M/D POLL: MCCAIN MAKING A COMEBACK IN VIRGINIA

A new poll commissioned by The Virginian-Pilot concludes the state remains up for grabs. The survey of 625 likely voters found 47 percent supported Obama, 44 percent preferred McCain and a crucial 9 percent were undecided. Because the poll has a margin of error of plus or minus 4 percentage points, the race is technically a dead heat.

Bradford Coker, who oversaw the survey, said the ultimate outcome in Virginia and elsewhere might hinge on whether undecided white voters are willing to vote for Obama, who would be the nation's first African American president.

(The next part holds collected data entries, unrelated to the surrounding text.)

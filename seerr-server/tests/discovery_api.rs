use anyhow::Result;
use axum::http::StatusCode;
use serde_json::Value;

mod support;
use support::{build_test_server, fixture_gateway, test_config};

fn ids(items: &Value) -> Vec<u64> {
    items
        .as_array()
        .map(|items| {
            items
                .iter()
                .filter_map(|item| item["id"].as_u64())
                .collect()
        })
        .unwrap_or_default()
}

#[tokio::test]
async fn person_filmography_merges_and_ranks_credits() -> Result<()> {
    let server = build_test_server(fixture_gateway(), test_config());

    let response = server.get("/discovery/person/525").await;
    response.assert_status_ok();
    let body: Value = response.json();

    assert_eq!(body["Person"]["name"], "Christopher Nolan");
    assert_eq!(body["Person"]["knownForDepartment"], "Directing");
    // Talk show crew credit is excluded; duplicate cast/crew entry collapses.
    assert_eq!(ids(&body["Credits"]), vec![2, 3, 1]);
    assert_eq!(ids(&body["Cast"]), vec![2, 1]);
    assert_eq!(ids(&body["Crew"]), vec![2, 3]);
    assert_eq!(body["TotalResults"], 3);
    assert_eq!(body["Credits"][0]["mediaType"], "movie");
    Ok(())
}

#[tokio::test]
async fn unknown_person_is_not_found() -> Result<()> {
    let server = build_test_server(fixture_gateway(), test_config());

    let response = server.get("/discovery/person/999").await;
    response.assert_status(StatusCode::NOT_FOUND);
    let body: Value = response.json();
    assert_eq!(body["error"]["status"], 404);
    Ok(())
}

#[tokio::test]
async fn person_search_resolves_the_first_hit() -> Result<()> {
    let server = build_test_server(fixture_gateway(), test_config());

    let response = server
        .get("/discovery/person/search")
        .add_query_param("name", "Christopher Nolan")
        .await;
    response.assert_status_ok();
    let body: Value = response.json();
    assert_eq!(body["Person"]["id"], 525);

    let missing = server
        .get("/discovery/person/search")
        .add_query_param("name", "Nobody")
        .await;
    missing.assert_status(StatusCode::NOT_FOUND);
    Ok(())
}

#[tokio::test]
async fn blank_names_are_rejected() -> Result<()> {
    let server = build_test_server(fixture_gateway(), test_config());

    let person = server
        .get("/discovery/person/search")
        .add_query_param("name", "   ")
        .await;
    person.assert_status(StatusCode::BAD_REQUEST);

    let studio = server
        .get("/discovery/studio/search")
        .add_query_param("name", "")
        .await;
    studio.assert_status(StatusCode::BAD_REQUEST);
    let body: Value = studio.json();
    assert_eq!(body["error"]["message"], "name must not be empty");
    Ok(())
}

#[tokio::test]
async fn studio_catalog_clamps_page_and_keeps_arrival_order() -> Result<()> {
    let server = build_test_server(fixture_gateway(), test_config());

    let response = server
        .get("/discovery/studio/41077")
        .add_query_param("page", 0)
        .await;
    response.assert_status_ok();
    let body: Value = response.json();

    assert_eq!(body["Studio"]["name"], "A24");
    assert_eq!(body["Page"], 1);
    assert_eq!(body["TotalPages"], 3);
    assert_eq!(body["TotalResults"], 60);
    assert_eq!(ids(&body["Items"]), vec![10, 11]);
    assert_eq!(body["Items"][1]["mediaInfo"]["status"], 5);
    Ok(())
}

#[tokio::test]
async fn library_items_can_be_hidden() -> Result<()> {
    let mut config = test_config();
    config.discovery.include_library_items = false;
    let server = build_test_server(fixture_gateway(), config);

    let response = server.get("/discovery/studio/41077").await;
    response.assert_status_ok();
    let body: Value = response.json();
    assert_eq!(ids(&body["Items"]), vec![10]);
    Ok(())
}

#[tokio::test]
async fn network_catalog_reports_series() -> Result<()> {
    let server = build_test_server(fixture_gateway(), test_config());

    let response = server.get("/discovery/network/71").await;
    response.assert_status_ok();
    let body: Value = response.json();
    assert!(body["Studio"].is_null());
    assert_eq!(body["TotalPages"], 6);
    assert_eq!(body["Items"][0]["mediaType"], "tv");

    server
        .get("/discovery/network/72")
        .await
        .assert_status(StatusCode::NOT_FOUND);
    Ok(())
}

#[tokio::test]
async fn catalog_search_merges_network_and_studio() -> Result<()> {
    let server = build_test_server(fixture_gateway(), test_config());

    let response = server
        .get("/discovery/studio/search")
        .add_query_param("name", "CW")
        .await;
    response.assert_status_ok();
    let body: Value = response.json();

    // The network wins the reported subject and the page counts.
    assert_eq!(body["Studio"]["id"], 71);
    assert_eq!(body["Studio"]["name"], "CW");
    assert_eq!(body["TotalPages"], 6);
    assert_eq!(body["TotalResults"], 120);

    // Same provider id on both sides is two different titles.
    let items = body["Items"].as_array().cloned().unwrap_or_default();
    let keys: Vec<(u64, String)> = items
        .iter()
        .map(|item| {
            (
                item["id"].as_u64().unwrap_or_default(),
                item["mediaType"].as_str().unwrap_or_default().to_string(),
            )
        })
        .collect();
    assert_eq!(
        keys,
        vec![
            (21, "tv".to_string()),
            (21, "movie".to_string()),
            (30, "movie".to_string()),
            (20, "tv".to_string()),
        ]
    );
    Ok(())
}

#[tokio::test]
async fn unmatched_catalog_name_is_not_found() -> Result<()> {
    let server = build_test_server(fixture_gateway(), test_config());

    server
        .get("/discovery/studio/search")
        .add_query_param("name", "Nonexistent Pictures")
        .await
        .assert_status(StatusCode::NOT_FOUND);
    Ok(())
}

#[tokio::test]
async fn disabled_discovery_returns_service_unavailable() -> Result<()> {
    let mut config = test_config();
    config.discovery.enabled = false;
    let server = build_test_server(fixture_gateway(), config);

    let response = server.get("/discovery/person/525").await;
    response.assert_status(StatusCode::SERVICE_UNAVAILABLE);
    let body: Value = response.json();
    assert_eq!(body["error"]["message"], "Jellyseerr discovery is disabled");
    assert_eq!(body["error"]["status"], 503);

    server
        .get("/discovery/studio/41077")
        .await
        .assert_status(StatusCode::SERVICE_UNAVAILABLE);
    Ok(())
}

#[tokio::test]
async fn unconfigured_upstream_returns_service_unavailable() -> Result<()> {
    let mut gateway = fixture_gateway();
    gateway.configured = false;
    let server = build_test_server(gateway, test_config());

    let response = server.get("/discovery/person/525").await;
    response.assert_status(StatusCode::SERVICE_UNAVAILABLE);
    let body: Value = response.json();
    assert_eq!(body["error"]["status"], 503);
    assert_eq!(body["error"]["message"], "no upstream endpoint configured");

    server
        .get("/discovery/studio/search")
        .add_query_param("name", "CW")
        .await
        .assert_status(StatusCode::SERVICE_UNAVAILABLE);
    Ok(())
}

#[tokio::test]
async fn health_is_always_ok_at_the_http_level() -> Result<()> {
    let server = build_test_server(fixture_gateway(), test_config());
    let response = server.get("/discovery/health").await;
    response.assert_status_ok();
    let body: Value = response.json();
    assert_eq!(body["Status"], "ok");
    assert_eq!(body["UpstreamConnected"], true);
    assert!(body["ErrorMessage"].is_null());

    let mut offline = fixture_gateway();
    offline.connected = false;
    let server = build_test_server(offline, test_config());
    let response = server.get("/discovery/health").await;
    response.assert_status_ok();
    let body: Value = response.json();
    assert_eq!(body["Status"], "error");
    assert_eq!(body["UpstreamConfigured"], true);
    assert_eq!(body["UpstreamConnected"], false);
    assert!(body["ErrorMessage"].as_str().is_some());
    Ok(())
}

#[tokio::test]
async fn client_config_exposes_flags() -> Result<()> {
    let mut config = test_config();
    config.discovery.max_results = 25;
    config.discovery.enable_infinite_scroll = false;
    config.display.show_ratings = false;
    let server = build_test_server(fixture_gateway(), config);

    let response = server.get("/discovery/config").await;
    response.assert_status_ok();
    let body: Value = response.json();
    assert_eq!(body["Enabled"], true);
    assert_eq!(body["UpstreamUrl"], "http://seerr.test");
    assert_eq!(body["MaxResults"], 25);
    assert_eq!(body["EnableInfiniteScroll"], false);
    assert_eq!(body["ShowRatings"], false);
    assert_eq!(body["ShowYear"], true);
    assert_eq!(body["ExcludeTalkShows"], true);
    Ok(())
}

The Mason-Dixon poll shows that 11 percent of whites are undecided - far more than usual in the closing week of a statewide election, Coker said. The last time the figure was nearly as high was 1989 in Virginia, when Democrat Doug Wilder was elected the nation's first black governor.

Like Obama, Wilder had a small but clear lead in late polls. But on election night, in a phenomenon that came to be known in Virginia as "the Wilder effect," an unexpectedly large Republican vote in predominately white precincts brought GOP nominee Marshall Coleman within a whisker - four-tenths of 1 percentage point - of victory.

Coker said "almost all" of the undecided white voters broke for Coleman on Election Day; a similar break this year could deliver Virginia's 13 electoral votes to McCain.